The access lane seemed to crawl on forever in front of the car. Matt began to entertain the possibility that he had driven from the 7-Eleven into a horizonless limbo of rain and wind, all landmarks erased. He fought the temptation to check his watch every thirty seconds, try to calculate his progress. He was suddenly aware of the pungent smell of the sealed automobile, his own sweat mingled with the lighter, sourer odor of Miriam and the reek of wet upholstery and wet clothing.

He was grateful when a brick wall loomed up in the twin circles of his headlights—even more grateful when he recognized it as the east wall of Buchanan General.

He pulled abreast of the Emergency entrance. “Thank God,” Miriam said.

Matt switched off the engine but left the lights on. “I’ll come around to your side. Wait for me. We’ll go in together.” He didn’t say it, but he was afraid Miriam was light enough that the wind might simply sweep her away.

She nodded.

The door was wrenched out of his hand as soon as he opened it.
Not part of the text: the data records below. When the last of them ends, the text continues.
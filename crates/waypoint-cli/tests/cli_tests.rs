use std::fs;

use assert_cmd::Command;
use predicates::prelude::*;
use tempfile::TempDir;

const SCHEMA_ID: &str = "0b5cbb0e-4a4c-4b8e-9b8e-1d2f3a4b5c6d";
const API_ID: &str = "7f1e2d3c-5b6a-4c7d-8e9f-0a1b2c3d4e5f";

/// Helper function to create a temporary data directory for CLI tests
fn create_cli_test_environment() -> TempDir {
    TempDir::new().expect("Failed to create temporary directory")
}

/// Helper function to create a Command bound to `dir` with plain output
fn wp_cmd(dir: &TempDir) -> Command {
    let mut cmd = Command::cargo_bin("wp").expect("Failed to find wp binary");
    cmd.env_remove("DATA_DIR")
        .arg("--no-color")
        .arg("--data-dir")
        .arg(dir.path());
    cmd
}

/// Writes a document with two tasks where "Build API" depends on "Add schema".
fn seed_tasks(dir: &TempDir) {
    let document = serde_json::json!({
        "tasks": [
            {
                "id": SCHEMA_ID,
                "name": "Add schema",
                "description": "Create the tables",
                "status": "pending",
                "dependencies": [],
                "createdAt": "2025-01-01T10:00:00Z",
                "updatedAt": "2025-01-01T10:00:00Z"
            },
            {
                "id": API_ID,
                "name": "Build API",
                "description": "Expose the endpoints",
                "status": "pending",
                "dependencies": [{"taskId": SCHEMA_ID}],
                "createdAt": "2025-01-01T10:01:00Z",
                "updatedAt": "2025-01-01T10:01:00Z"
            }
        ]
    });
    fs::write(
        dir.path().join("tasks.json"),
        serde_json::to_string_pretty(&document).unwrap(),
    )
    .unwrap();
}

#[test]
fn test_cli_list_empty_tasks() {
    let temp_dir = create_cli_test_environment();

    wp_cmd(&temp_dir)
        .args(["task", "list"])
        .assert()
        .success()
        .stdout(predicate::str::contains("No tasks found."));

    assert!(temp_dir.path().join("tasks.json").exists());
}

#[test]
fn test_cli_no_command_lists_tasks() {
    let temp_dir = create_cli_test_environment();
    seed_tasks(&temp_dir);

    wp_cmd(&temp_dir)
        .assert()
        .success()
        .stdout(predicate::str::contains("## ○ Pending (2)"))
        .stdout(predicate::str::contains("Add schema"))
        .stdout(predicate::str::contains("Build API"));
}

#[test]
fn test_cli_add_task() {
    let temp_dir = create_cli_test_environment();

    wp_cmd(&temp_dir)
        .args([
            "task",
            "add",
            "Write docs",
            "--description",
            "Document the endpoints",
            "--notes",
            "Keep it short",
        ])
        .assert()
        .success()
        .stdout(predicate::str::contains("Created task with ID:"))
        .stdout(predicate::str::contains("Write docs"))
        .stdout(predicate::str::contains("Document the endpoints"));

    let text = fs::read_to_string(temp_dir.path().join("tasks.json")).unwrap();
    assert!(text.contains("\"name\": \"Write docs\""));
    assert!(text.contains("\"notes\": \"Keep it short\""));
}

#[test]
fn test_cli_split_from_file() {
    let temp_dir = create_cli_test_environment();
    let batch = temp_dir.path().join("batch.json");
    fs::write(
        &batch,
        r#"{
            "globalAnalysisResult": "Ship the login flow",
            "tasks": [
                {"name": "Form", "description": "Render the login form"},
                {"name": "Session", "description": "Store the session", "dependencies": ["Form"]}
            ]
        }"#,
    )
    .unwrap();

    wp_cmd(&temp_dir)
        .args(["split", batch.to_str().unwrap()])
        .assert()
        .success()
        .stdout(predicate::str::contains("Added 2 new tasks."))
        .stdout(predicate::str::contains("Depends on: \"Form\""))
        .stdout(predicate::str::contains("Total tasks in store: 2"));

    let text = fs::read_to_string(temp_dir.path().join("tasks.json")).unwrap();
    assert!(text.contains("Ship the login flow"));
}

#[test]
fn test_cli_split_from_stdin_rejects_duplicate_names() {
    let temp_dir = create_cli_test_environment();

    wp_cmd(&temp_dir)
        .args(["split", "-"])
        .write_stdin(r#"[{"name": "A", "description": "a"}, {"name": "A", "description": "b"}]"#)
        .assert()
        .failure()
        .stdout(predicate::str::contains("Error:"))
        .stdout(predicate::str::contains("Duplicate task name 'A'"));

    wp_cmd(&temp_dir)
        .args(["task", "list"])
        .assert()
        .success()
        .stdout(predicate::str::contains("No tasks found."));
}

#[test]
fn test_cli_split_invalid_json_fails() {
    let temp_dir = create_cli_test_environment();

    wp_cmd(&temp_dir)
        .args(["split", "-"])
        .write_stdin("not json")
        .assert()
        .failure()
        .stderr(predicate::str::contains("Invalid batch"));
}

#[test]
fn test_cli_execute_blocked_then_lifecycle() {
    let temp_dir = create_cli_test_environment();
    seed_tasks(&temp_dir);

    wp_cmd(&temp_dir)
        .args(["task", "execute", API_ID])
        .assert()
        .failure()
        .stdout(predicate::str::contains("cannot start yet"))
        .stdout(predicate::str::contains(SCHEMA_ID));

    wp_cmd(&temp_dir)
        .args(["task", "execute", SCHEMA_ID])
        .assert()
        .success()
        .stdout(predicate::str::contains("# Executing task"))
        .stdout(predicate::str::contains("### Complexity:"));

    wp_cmd(&temp_dir)
        .args([
            "task",
            "verify",
            SCHEMA_ID,
            "--score",
            "60",
            "--summary",
            "Missing indexes",
        ])
        .assert()
        .failure()
        .stdout(predicate::str::contains("scored 60, below 80"))
        .stdout(predicate::str::contains("Missing indexes"));

    wp_cmd(&temp_dir)
        .args([
            "task",
            "verify",
            SCHEMA_ID,
            "--score",
            "92",
            "--summary",
            "Tables and indexes created",
        ])
        .assert()
        .success()
        .stdout(predicate::str::contains("passed verification with score 92"));

    wp_cmd(&temp_dir)
        .args(["task", "execute", API_ID])
        .assert()
        .success()
        .stdout(predicate::str::contains("### Completed Dependencies"))
        .stdout(predicate::str::contains("Tables and indexes created"));
}

#[test]
fn test_cli_verify_requires_in_progress() {
    let temp_dir = create_cli_test_environment();
    seed_tasks(&temp_dir);

    wp_cmd(&temp_dir)
        .args(["task", "verify", SCHEMA_ID, "--score", "95", "--summary", "done"])
        .assert()
        .failure()
        .stdout(predicate::str::contains("only tasks in progress can be verified"));
}

#[test]
fn test_cli_delete_refuses_task_with_dependents() {
    let temp_dir = create_cli_test_environment();
    seed_tasks(&temp_dir);

    wp_cmd(&temp_dir)
        .args(["task", "delete", SCHEMA_ID])
        .assert()
        .failure()
        .stdout(predicate::str::contains("Error:"))
        .stdout(predicate::str::contains("Build API"));

    wp_cmd(&temp_dir)
        .args(["task", "delete", API_ID])
        .assert()
        .success()
        .stdout(predicate::str::contains("Deleted task \"Build API\""));

    wp_cmd(&temp_dir)
        .args(["task", "delete", SCHEMA_ID])
        .assert()
        .success();
}

#[test]
fn test_cli_unknown_task_fails() {
    let temp_dir = create_cli_test_environment();

    wp_cmd(&temp_dir)
        .args(["task", "show", "missing-id"])
        .assert()
        .failure()
        .stdout(predicate::str::contains("Error: Task with ID missing-id not found"));
}

#[test]
fn test_cli_update_task() {
    let temp_dir = create_cli_test_environment();
    seed_tasks(&temp_dir);

    wp_cmd(&temp_dir)
        .args([
            "task",
            "update",
            API_ID,
            "--description",
            "Expose the REST endpoints",
        ])
        .assert()
        .success()
        .stdout(predicate::str::contains("Updated task with ID:"))
        .stdout(predicate::str::contains("Expose the REST endpoints"));
}

#[test]
fn test_cli_check_reports_blockers() {
    let temp_dir = create_cli_test_environment();
    seed_tasks(&temp_dir);

    wp_cmd(&temp_dir)
        .args(["task", "check", SCHEMA_ID])
        .assert()
        .success()
        .stdout(predicate::str::contains("Executable: yes"))
        .stdout(predicate::str::contains("Deletable: no, required by"));

    wp_cmd(&temp_dir)
        .args(["task", "check", API_ID])
        .assert()
        .success()
        .stdout(predicate::str::contains("Executable: no, blocked by"))
        .stdout(predicate::str::contains("Deletable: yes"));
}

#[test]
fn test_cli_clear_requires_confirm_and_archives() {
    let temp_dir = create_cli_test_environment();
    seed_tasks(&temp_dir);

    wp_cmd(&temp_dir)
        .args(["clear"])
        .assert()
        .failure()
        .stdout(predicate::str::contains("Error:"));

    wp_cmd(&temp_dir)
        .args(["task", "status", SCHEMA_ID, "completed"])
        .assert()
        .success();

    wp_cmd(&temp_dir)
        .args(["clear", "--confirm"])
        .assert()
        .success()
        .stdout(predicate::str::contains("Cleared 2 tasks"));

    let archives: Vec<_> = fs::read_dir(temp_dir.path().join("memory"))
        .unwrap()
        .collect();
    assert_eq!(archives.len(), 1);

    wp_cmd(&temp_dir)
        .args(["task", "detail", SCHEMA_ID])
        .assert()
        .success()
        .stdout(predicate::str::contains("Add schema"));

    wp_cmd(&temp_dir)
        .args(["task", "query", "schema tables"])
        .assert()
        .success()
        .stdout(predicate::str::contains("Found 1 tasks"));
}

#[test]
fn test_cli_complexity() {
    let temp_dir = create_cli_test_environment();
    seed_tasks(&temp_dir);

    wp_cmd(&temp_dir)
        .args(["task", "complexity", API_ID])
        .assert()
        .success()
        .stdout(predicate::str::contains("## Build API"))
        .stdout(predicate::str::contains("### Complexity:"))
        .stdout(predicate::str::contains("- Dependencies: 1"));
}

#[test]
fn test_cli_relative_data_dir_uses_workspace_root() {
    let temp_dir = create_cli_test_environment();

    Command::cargo_bin("wp")
        .unwrap()
        .env_remove("DATA_DIR")
        .args(["--no-color", "--workspace-root"])
        .arg(temp_dir.path())
        .args(["--data-dir", "state", "task", "list"])
        .assert()
        .success();

    assert!(temp_dir.path().join("state").join("tasks.json").exists());
}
The wind, Matt thought, had made everything dangerous, even an ordinary act like opening a car door. The door banged against its stops and bounced back, whacking his hip. Matt stepped aside and pushed it closed, sparing Miriam more than a momentary blast of salty rain.

He fumbled around the hood of the car with his hands braced against the cold metal. The wind was nearly strong enough to lift him up—certainly strong enough to knock his feet out from under him if he took a miscalculated step. The combination of wind and rain was blinding. With his eyes pressed tight in the darkness, every surface of his body awash, it was as if the world had been reduced to some few essential elements: the wind, the automobile, the wet concrete under his feet. Variables in a complex equation.

He groped along Miriam’s side of the car until he found the door handle. Then he steadied himself, took as deep a breath as the wind allowed, and opened the door. Instantly, the door kited into its stops; but this time Matt was ready for it; he wedged his body against the door frame and held it fully open.